[Dataset items]
/// Itinerary parser for guide markdown bodies.
///
/// Guide content is scraped and AI-assembled, so the table format drifts
/// from file to file. The parser is deliberately lenient: a malformed
/// heading or row is skipped, a day with no usable rows is dropped, and a
/// document with no recognizable days degrades to placeholder entries. It
/// never returns an error and is a pure function of its inputs.
///
/// Two passes:
/// - pass 1: line-by-line scan for `### Day N` headings; a section runs to
///   the next day heading, the next level-2 heading, or end of input
/// - pass 2: per section, pipe-split table rows into timeline items,
///   classified by an ordered keyword rule table
use regex::Regex;

use crate::model::{ActivityKind, DayPlan, ItineraryItem};

/// Placeholder days are capped regardless of the declared trip length.
const MAX_PLACEHOLDER_DAYS: u32 = 5;

const PLACEHOLDER_TIME: &str = "09:00";
const PLACEHOLDER_TITLE: &str = "暂无详细行程数据";
const PLACEHOLDER_NOTE: &str = "请查看攻略详情页了解完整行程安排";

/// Table header literals; rows carrying them are layout, not data.
const HEADER_TIME: &str = "时间";
const HEADER_ACTIVITY: &str = "行程";

/// Ordered classification rules: first match wins. A row mentioning both a
/// meal and a hotel classifies as a meal because rule 1 runs first.
const CLASSIFY_RULES: &[(&[&str], ActivityKind)] = &[
    (&["早餐", "午餐", "晚餐", "餐厅"], ActivityKind::Meal),
    (&["前往", "返回", "出发", "回酒店"], ActivityKind::Transport),
    (&["酒店", "入住", "休息"], ActivityKind::Hotel),
];

/// Parse a guide body into its day-by-day timeline.
///
/// `total_days` is only consulted on the fallback path: when no day section
/// yields any items, the result is `min(total_days, 5)` placeholder days so
/// the timeline view always has something to render.
pub fn parse_itinerary(body: &str, total_days: u32) -> Vec<DayPlan> {
    let mut days: Vec<DayPlan> = Vec::new();

    for section in split_day_sections(body) {
        let items = parse_section_rows(&section.body);
        if items.is_empty() {
            // heading without a usable table: drop the whole day
            continue;
        }
        days.push(DayPlan {
            day: section.day,
            date: extract_date(&section.body),
            theme: extract_theme(&section.body, section.day),
            items,
        });
    }

    if days.is_empty() {
        for day in 1..=total_days.min(MAX_PLACEHOLDER_DAYS) {
            days.push(placeholder_day(day));
        }
    }

    days
}

struct DaySection {
    day: u32,
    body: String,
}

/// Pass 1: split the body into day sections in document order.
///
/// A section opens at a level-3 heading whose text starts with `Day`
/// (case-insensitive), tolerating spaces or punctuation before the day
/// number. It closes at the next day heading, at a level-2 heading, or at
/// end of input. Level-1 headings and other level-3 headings stay inside
/// the section. Day numbers are reported as written, not re-sorted.
fn split_day_sections(body: &str) -> Vec<DaySection> {
    let day_heading_re =
        Regex::new(r"(?i)^\s*###\s*day[\s\p{P}]*?(\d+)").expect("valid regex");

    let mut sections: Vec<DaySection> = Vec::new();
    let mut current: Option<(u32, Vec<&str>)> = None;

    for line in body.lines() {
        if let Some(caps) = day_heading_re.captures(line) {
            // digits that overflow u32 mean this is not a day heading
            if let Ok(day) = caps[1].parse::<u32>() {
                if let Some((prev_day, lines)) = current.take() {
                    sections.push(DaySection {
                        day: prev_day,
                        body: lines.join("\n"),
                    });
                }
                current = Some((day, Vec::new()));
                continue;
            }
        }

        if is_level2_heading(line) {
            if let Some((day, lines)) = current.take() {
                sections.push(DaySection {
                    day,
                    body: lines.join("\n"),
                });
            }
            continue;
        }

        if let Some((_, lines)) = current.as_mut() {
            lines.push(line);
        }
    }

    if let Some((day, lines)) = current.take() {
        sections.push(DaySection {
            day,
            body: lines.join("\n"),
        });
    }

    sections
}

/// Exactly two hashes followed by whitespace. `###` does not match, so a
/// non-day level-3 heading never terminates a section.
fn is_level2_heading(line: &str) -> bool {
    line.trim_start()
        .strip_prefix("##")
        .is_some_and(|rest| rest.starts_with(|c: char| c.is_whitespace()))
}

/// Theme for one day section. First match wins:
/// a bold `**主题：**` marker, then a line opening with a colon, then the
/// default `第{day}天` label.
fn extract_theme(section: &str, day: u32) -> String {
    let bold_re = Regex::new(r"\*\*主题[：:]\s*(.+?)\*\*").expect("valid regex");
    if let Some(caps) = bold_re.captures(section) {
        return caps[1].trim().to_string();
    }

    let colon_line_re = Regex::new(r"(?m)^[：:](.+)$").expect("valid regex");
    if let Some(caps) = colon_line_re.captures(section) {
        return caps[1].trim().to_string();
    }

    format!("第{day}天")
}

/// Optional date: a full-width parenthesized fragment with a weekday
/// marker, e.g. `（10月1日 星期三）`. Absence is not an error.
fn extract_date(section: &str) -> Option<String> {
    let date_re = Regex::new(r"（(.+?)\s+星期.）").expect("valid regex");
    date_re
        .captures(section)
        .map(|caps| caps[1].trim().to_string())
}

/// Pass 2: pipe-split every line of the section into candidate rows and
/// keep the ones carrying data.
fn parse_section_rows(section: &str) -> Vec<ItineraryItem> {
    let mut items = Vec::new();

    for line in section.lines() {
        let Some((time, title, tip)) = split_row(line) else {
            continue;
        };

        // header and separator rows are layout, empty cells carry nothing
        if time.is_empty() || title.is_empty() {
            continue;
        }
        if time == HEADER_TIME || title == HEADER_ACTIVITY {
            continue;
        }
        if is_separator_cell(&time) || is_separator_cell(&title) {
            continue;
        }

        let combined = format!("{title}{}", tip.as_deref().unwrap_or(""));
        let kind = classify(&combined);

        items.push(ItineraryItem {
            time,
            kind,
            title,
            description: tip.clone(),
            location: None,
            tips: tip.map(|t| vec![t]),
        });
    }

    items
}

/// Tokenize one table row: `| time | activity |` with an optional third
/// `| tip |` cell. The third cell only counts when its closing pipe is
/// present. Text before the first pipe and after the last is ignored.
fn split_row(line: &str) -> Option<(String, String, Option<String>)> {
    let parts: Vec<&str> = line.split('|').collect();
    if parts.len() < 4 {
        return None;
    }

    let time = parts[1].trim().to_string();
    let title = parts[2].trim().to_string();
    let tip = if parts.len() >= 5 {
        let t = parts[3].trim();
        (!t.is_empty()).then(|| t.to_string())
    } else {
        None
    };

    Some((time, title, tip))
}

fn is_separator_cell(cell: &str) -> bool {
    !cell.is_empty() && cell.chars().all(|c| c == '-')
}

/// First matching rule wins; anything unmatched is an attraction.
fn classify(text: &str) -> ActivityKind {
    for (keywords, kind) in CLASSIFY_RULES {
        if keywords.iter().any(|k| text.contains(k)) {
            return *kind;
        }
    }
    ActivityKind::Attraction
}

fn placeholder_day(day: u32) -> DayPlan {
    DayPlan {
        day,
        date: None,
        theme: format!("第{day}天"),
        items: vec![ItineraryItem {
            time: PLACEHOLDER_TIME.to_string(),
            kind: ActivityKind::Attraction,
            title: PLACEHOLDER_TITLE.to_string(),
            description: Some(PLACEHOLDER_NOTE.to_string()),
            location: None,
            tips: None,
        }],
    }
}

#[cfg(test)]
mod tests {
    use super::*;

    const SAMPLE: &str = r#"# 杭州三日游

## 行程安排

### Day 1 - 西湖环线
**主题：经典西湖**（10月1日 星期三）

| 时间 | 行程 | 贴士 |
|------|------|------|
| 09:00 | 游览断桥残雪 | 建议早起避开人流 |
| 12:00 | 午餐：楼外楼 | 人均150元 |
| 14:00 | 前往灵隐寺 |
| 18:00 | 回酒店休息 | 楼下有夜市 |

### Day 2
：古镇漫步

| 时间 | 行程 |
| --- | --- |
| 10:00 | 乌镇西栅 |
"#;

    #[test]
    fn parses_days_in_document_order() {
        let days = parse_itinerary(SAMPLE, 3);
        assert_eq!(days.len(), 2);
        assert_eq!(days[0].day, 1);
        assert_eq!(days[1].day, 2);
    }

    #[test]
    fn day_one_rows_and_classification() {
        let days = parse_itinerary(SAMPLE, 3);
        let items = &days[0].items;
        assert_eq!(items.len(), 4);

        assert_eq!(items[0].time, "09:00");
        assert_eq!(items[0].title, "游览断桥残雪");
        assert_eq!(items[0].kind, ActivityKind::Attraction);
        assert_eq!(items[0].tips.as_deref(), Some(&["建议早起避开人流".to_string()][..]));
        assert_eq!(items[0].description.as_deref(), Some("建议早起避开人流"));

        assert_eq!(items[1].kind, ActivityKind::Meal);
        assert_eq!(items[2].kind, ActivityKind::Transport);
        // "回酒店休息" hits the transport rule before the hotel rule
        assert_eq!(items[3].kind, ActivityKind::Transport);
    }

    #[test]
    fn theme_and_date_extraction() {
        let days = parse_itinerary(SAMPLE, 3);
        assert_eq!(days[0].theme, "经典西湖");
        assert_eq!(days[0].date.as_deref(), Some("10月1日"));
        // day 2 has no bold marker; the leading-colon line wins
        assert_eq!(days[1].theme, "古镇漫步");
        assert_eq!(days[1].date, None);
    }

    #[test]
    fn two_column_row_without_tip() {
        let days = parse_itinerary(SAMPLE, 3);
        let item = &days[1].items[0];
        assert_eq!(item.title, "乌镇西栅");
        assert_eq!(item.description, None);
        assert_eq!(item.tips, None);
    }

    #[test]
    fn tip_cell_requires_closing_pipe() {
        // "| 14:00 | 前往灵隐寺 |" has no fourth pipe: two cells only
        let days = parse_itinerary(SAMPLE, 3);
        let item = &days[0].items[2];
        assert_eq!(item.description, None);
        assert_eq!(item.tips, None);
    }

    #[test]
    fn source_order_is_preserved_not_sorted() {
        let body = "### Day 2\n| 09:00 | 外滩 |\n\n### Day 1\n| 09:00 | 豫园 |\n";
        let days = parse_itinerary(body, 2);
        assert_eq!(days.len(), 2);
        assert_eq!(days[0].day, 2);
        assert_eq!(days[1].day, 1);
    }

    #[test]
    fn header_and_separator_only_drops_the_day() {
        let body = "### Day 1\n| 时间 | 行程 |\n|------|------|\n";
        assert!(parse_itinerary(body, 0).is_empty());
    }

    #[test]
    fn classification_priority_meal_before_hotel() {
        let body = "### Day 1\n| 18:00 | 晚餐后回酒店 |\n";
        let days = parse_itinerary(body, 1);
        assert_eq!(days[0].items[0].kind, ActivityKind::Meal);
    }

    #[test]
    fn hotel_rule_applies_without_earlier_matches() {
        let body = "### Day 1\n| 15:00 | 办理入住 |\n";
        let days = parse_itinerary(body, 1);
        assert_eq!(days[0].items[0].kind, ActivityKind::Hotel);
    }

    #[test]
    fn fallback_caps_at_five_days() {
        let days = parse_itinerary("", 8);
        assert_eq!(days.len(), 5);
        for (i, day) in days.iter().enumerate() {
            assert_eq!(day.day, i as u32 + 1);
            assert_eq!(day.theme, format!("第{}天", i + 1));
            assert_eq!(day.items.len(), 1);
            let item = &day.items[0];
            assert_eq!(item.time, "09:00");
            assert_eq!(item.kind, ActivityKind::Attraction);
            assert_eq!(item.title, "暂无详细行程数据");
            assert_eq!(item.location, None);
            assert_eq!(item.tips, None);
        }
    }

    #[test]
    fn fallback_with_zero_days_hint_is_empty() {
        assert!(parse_itinerary("", 0).is_empty());
    }

    #[test]
    fn fallback_under_the_cap() {
        assert_eq!(parse_itinerary("no headings here", 2).len(), 2);
    }

    #[test]
    fn theme_defaults_to_day_label() {
        let body = "### Day 3\n| 09:00 | 看海 |\n";
        let days = parse_itinerary(body, 3);
        assert_eq!(days[0].theme, "第3天");
    }

    #[test]
    fn heading_match_is_lenient() {
        let body = "### day  4 - 古镇漫步\n| 09:00 | 南浔古镇 |\n";
        let days = parse_itinerary(body, 4);
        assert_eq!(days.len(), 1);
        assert_eq!(days[0].day, 4);
    }

    #[test]
    fn level2_heading_terminates_a_section() {
        let body = "### Day 1\n| 09:00 | 西湖 |\n## 美食推荐\n| 12:00 | 片儿川 |\n";
        let days = parse_itinerary(body, 1);
        assert_eq!(days.len(), 1);
        // the row under the level-2 heading belongs to no day
        assert_eq!(days[0].items.len(), 1);
        assert_eq!(days[0].items[0].title, "西湖");
    }

    #[test]
    fn other_level3_headings_stay_inside_the_section() {
        let body = "### Day 1\n| 09:00 | 西湖 |\n### 小贴士\n| 20:00 | 夜游运河 |\n";
        let days = parse_itinerary(body, 1);
        assert_eq!(days.len(), 1);
        assert_eq!(days[0].items.len(), 2);
    }

    #[test]
    fn rows_with_empty_required_cells_are_dropped() {
        let body = "### Day 1\n|  | 西湖 |\n| 09:00 |  |\n| 09:00 | 西湖 |\n";
        let days = parse_itinerary(body, 1);
        assert_eq!(days[0].items.len(), 1);
    }

    #[test]
    fn deterministic_for_identical_input() {
        let a = parse_itinerary(SAMPLE, 3);
        let b = parse_itinerary(SAMPLE, 3);
        assert_eq!(a, b);
    }

    #[test]
    fn location_is_never_populated() {
        let days = parse_itinerary(SAMPLE, 3);
        assert!(days
            .iter()
            .flat_map(|d| d.items.iter())
            .all(|item| item.location.is_none()));
    }
}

## Exercise directions
Please transcribe the records exactly from their first line through the line holding "const PLACEHOLDER_NOTE: &str", and leave out all others.

## Reply
/// Itinerary parser for guide markdown bodies.
///
/// Guide content is scraped and AI-assembled, so the table format drifts
/// from file to file. The parser is deliberately lenient: a malformed
/// heading or row is skipped, a day with no usable rows is dropped, and a
/// document with no recognizable days degrades to placeholder entries. It
/// never returns an error and is a pure function of its inputs.
///
/// Two passes:
/// - pass 1: line-by-line scan for `### Day N` headings; a section runs to
///   the next day heading, the next level-2 heading, or end of input
/// - pass 2: per section, pipe-split table rows into timeline items,
///   classified by an ordered keyword rule table
use regex::Regex;

use crate::model::{ActivityKind, DayPlan, ItineraryItem};

/// Placeholder days are capped regardless of the declared trip length.
const MAX_PLACEHOLDER_DAYS: u32 = 5;

const PLACEHOLDER_TIME: &str = "09:00";
const PLACEHOLDER_TITLE: &str = "暂无详细行程数据";
const PLACEHOLDER_NOTE: &str = "请查看攻略详情页了解完整行程安排";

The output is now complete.